◆ Work request: Transcribe exactly each line of the entries, from the opening line to the line with "applies completely or", with both of those lines included.
Records supplied Block Start
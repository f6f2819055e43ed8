//! # Ledger — Balances and Total Supply
//!
//! The ledger is the only place balances change. It offers exactly one
//! mutation primitive, [`Ledger::move_funds`], and that primitive either
//! applies completely or not at all: every check (source balance,
//! destination overflow, supply overflow) runs before the first write.
//!
//! The invariant `total_supply == Σ balances` is maintained here and nowhere
//! else. Ordinary moves leave the supply untouched; moves from
//! [`Address::ZERO`] mint and moves to it burn.

use std::collections::HashMap;

use serde::{Deserialize, Serialize};

use crate::account::Address;
use crate::error::LedgerError;
use crate::Amount;

/// Per-account balances plus the total-supply counter.
#[derive(Debug, Clone, Default, Serialize, Deserialize)]
pub struct Ledger {
    /// Non-zero balances. Accounts drained to zero are removed.
    balances: HashMap<Address, Amount>,
    /// Sum of all balances.
    total_supply: Amount,
}

/// What a single [`Ledger::move_funds`] did to the supply.
#[derive(Debug, Clone, Copy, PartialEq, Eq)]
pub enum MoveKind {
    /// Balance moved between two real accounts (or to itself).
    Transfer,
    /// New supply created for the destination.
    Mint,
    /// Supply destroyed from the source.
    Burn,
    /// `ZERO → ZERO`; nothing happened.
    Noop,
}

impl Ledger {
    /// Creates an empty ledger with zero supply.
    pub fn new() -> Self {
        Self::default()
    }

    /// Current balance of `account`, or 0 if it has never held funds.
    pub fn balance_of(&self, account: &Address) -> Amount {
        self.balances.get(account).copied().unwrap_or(0)
    }

    /// Total supply in circulation.
    pub fn total_supply(&self) -> Amount {
        self.total_supply
    }

    /// Number of accounts with a non-zero balance.
    pub fn holder_count(&self) -> usize {
        self.balances.len()
    }

    /// Every non-zero balance, ordered by address.
    pub fn holders(&self) -> Vec<(Address, Amount)> {
        let mut holders: Vec<_> = self.balances.iter().map(|(a, b)| (*a, *b)).collect();
        holders.sort_unstable_by_key(|(addr, _)| *addr);
        holders
    }

    /// Sum of every balance, or `None` if the sum itself overflows (which
    /// would mean the supply invariant is already broken).
    pub fn sum_of_balances(&self) -> Option<Amount> {
        self.balances
            .values()
            .try_fold(0 as Amount, |acc, b| acc.checked_add(*b))
    }

    /// Returns `true` when the supply counter matches the balances.
    pub fn is_conserved(&self) -> bool {
        self.sum_of_balances() == Some(self.total_supply)
    }

    /// Fails with [`LedgerError::InsufficientBalance`] unless `account`
    /// holds at least `amount`. The null identity always passes: it is the
    /// mint source and has no balance to check.
    pub fn ensure_balance(&self, account: &Address, amount: Amount) -> Result<(), LedgerError> {
        if account.is_zero() {
            return Ok(());
        }
        let balance = self.balance_of(account);
        if balance < amount {
            return Err(LedgerError::InsufficientBalance {
                account: *account,
                balance,
                needed: amount,
            });
        }
        Ok(())
    }

    /// Moves `amount` from `from` to `to`.
    ///
    /// - `from == ZERO` mints, `to == ZERO` burns, both zero is a no-op.
    /// - `from == to` changes nothing but still requires the balance.
    ///
    /// # Errors
    ///
    /// - [`LedgerError::InsufficientBalance`] if `from` holds less than `amount`.
    /// - [`LedgerError::SupplyOverflow`] if a mint would overflow the supply.
    /// - [`LedgerError::BalanceOverflow`] if the credit would overflow `to`.
    ///
    /// On error nothing has been written.
    pub fn move_funds(
        &mut self,
        from: &Address,
        to: &Address,
        amount: Amount,
    ) -> Result<MoveKind, LedgerError> {
        match (from.is_zero(), to.is_zero()) {
            (true, true) => Ok(MoveKind::Noop),
            (true, false) => {
                let new_supply =
                    self.total_supply
                        .checked_add(amount)
                        .ok_or(LedgerError::SupplyOverflow {
                            total_supply: self.total_supply,
                            amount,
                        })?;
                // Supply bounds every balance, so the credit cannot overflow.
                self.credit(to, amount)?;
                self.total_supply = new_supply;
                Ok(MoveKind::Mint)
            }
            (false, true) => {
                self.ensure_balance(from, amount)?;
                self.debit(from, amount);
                self.total_supply -= amount;
                Ok(MoveKind::Burn)
            }
            (false, false) => {
                self.ensure_balance(from, amount)?;
                if from == to {
                    return Ok(MoveKind::Transfer);
                }
                let to_balance = self.balance_of(to);
                to_balance
                    .checked_add(amount)
                    .ok_or(LedgerError::BalanceOverflow {
                        account: *to,
                        balance: to_balance,
                        credit: amount,
                    })?;
                self.debit(from, amount);
                self.credit(to, amount)?;
                Ok(MoveKind::Transfer)
            }
        }
    }

    /// Subtracts from a balance already known to cover `amount`.
    fn debit(&mut self, account: &Address, amount: Amount) {
        if let Some(balance) = self.balances.get_mut(account) {
            *balance -= amount;
            if *balance == 0 {
                self.balances.remove(account);
            }
        }
    }

    fn credit(&mut self, account: &Address, amount: Amount) -> Result<(), LedgerError> {
        if amount == 0 {
            return Ok(());
        }
        let balance = self.balances.entry(*account).or_insert(0);
        *balance = balance
            .checked_add(amount)
            .ok_or(LedgerError::BalanceOverflow {
                account: *account,
                balance: *balance,
                credit: amount,
            })?;
        Ok(())
    }
}

#[cfg(test)]
mod tests {
    use super::*;

    fn alice() -> Address {
        Address::from_low_u64(1)
    }

    fn bob() -> Address {
        Address::from_low_u64(2)
    }

    fn funded(amount: Amount) -> Ledger {
        let mut ledger = Ledger::new();
        ledger.move_funds(&Address::ZERO, &alice(), amount).unwrap();
        ledger
    }

    #[test]
    fn unknown_account_has_zero_balance() {
        let ledger = Ledger::new();
        assert_eq!(ledger.balance_of(&alice()), 0);
        assert_eq!(ledger.total_supply(), 0);
    }

    #[test]
    fn mint_increases_supply_and_balance() {
        let ledger = funded(1_000);
        assert_eq!(ledger.balance_of(&alice()), 1_000);
        assert_eq!(ledger.total_supply(), 1_000);
        assert!(ledger.is_conserved());
    }

    #[test]
    fn move_is_conservative() {
        let mut ledger = funded(1_000);
        let kind = ledger.move_funds(&alice(), &bob(), 300).unwrap();
        assert_eq!(kind, MoveKind::Transfer);
        assert_eq!(ledger.balance_of(&alice()), 700);
        assert_eq!(ledger.balance_of(&bob()), 300);
        assert_eq!(ledger.total_supply(), 1_000);
        assert!(ledger.is_conserved());
    }

    #[test]
    fn insufficient_balance_leaves_state_untouched() {
        let mut ledger = funded(100);
        let err = ledger.move_funds(&alice(), &bob(), 101).unwrap_err();
        assert_eq!(
            err,
            LedgerError::InsufficientBalance {
                account: alice(),
                balance: 100,
                needed: 101
            }
        );
        assert_eq!(ledger.balance_of(&alice()), 100);
        assert_eq!(ledger.balance_of(&bob()), 0);
    }

    #[test]
    fn self_move_is_noop_but_checks_balance() {
        let mut ledger = funded(100);
        ledger.move_funds(&alice(), &alice(), 100).unwrap();
        assert_eq!(ledger.balance_of(&alice()), 100);
        assert!(ledger.move_funds(&alice(), &alice(), 101).is_err());
    }

    #[test]
    fn burn_decreases_supply() {
        let mut ledger = funded(1_000);
        let kind = ledger.move_funds(&alice(), &Address::ZERO, 400).unwrap();
        assert_eq!(kind, MoveKind::Burn);
        assert_eq!(ledger.total_supply(), 600);
        assert_eq!(ledger.balance_of(&alice()), 600);
        assert!(ledger.is_conserved());
    }

    #[test]
    fn zero_to_zero_is_noop() {
        let mut ledger = funded(10);
        let kind = ledger
            .move_funds(&Address::ZERO, &Address::ZERO, 5)
            .unwrap();
        assert_eq!(kind, MoveKind::Noop);
        assert_eq!(ledger.total_supply(), 10);
    }

    #[test]
    fn mint_overflow_rejected() {
        let mut ledger = funded(Amount::MAX);
        let err = ledger.move_funds(&Address::ZERO, &bob(), 1).unwrap_err();
        assert!(matches!(err, LedgerError::SupplyOverflow { .. }));
        assert_eq!(ledger.balance_of(&bob()), 0);
        assert_eq!(ledger.total_supply(), Amount::MAX);
    }

    #[test]
    fn drained_accounts_are_pruned() {
        let mut ledger = funded(50);
        ledger.move_funds(&alice(), &bob(), 50).unwrap();
        assert_eq!(ledger.holder_count(), 1);
        assert_eq!(ledger.holders(), vec![(bob(), 50)]);
    }

    #[test]
    fn zero_amount_move_succeeds_for_empty_account() {
        let mut ledger = Ledger::new();
        ledger.move_funds(&alice(), &bob(), 0).unwrap();
        assert_eq!(ledger.holder_count(), 0);
    }
}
Records supplied Block End
◆ Solution to the problem:
repository f6f2819055e43ed8
//! # Ledger — Balances and Total Supply
//!
//! The ledger is the only place balances change. It offers exactly one
//! mutation primitive, [`Ledger::move_funds`], and that primitive either
//! applies completely or not at all: every check (source balance,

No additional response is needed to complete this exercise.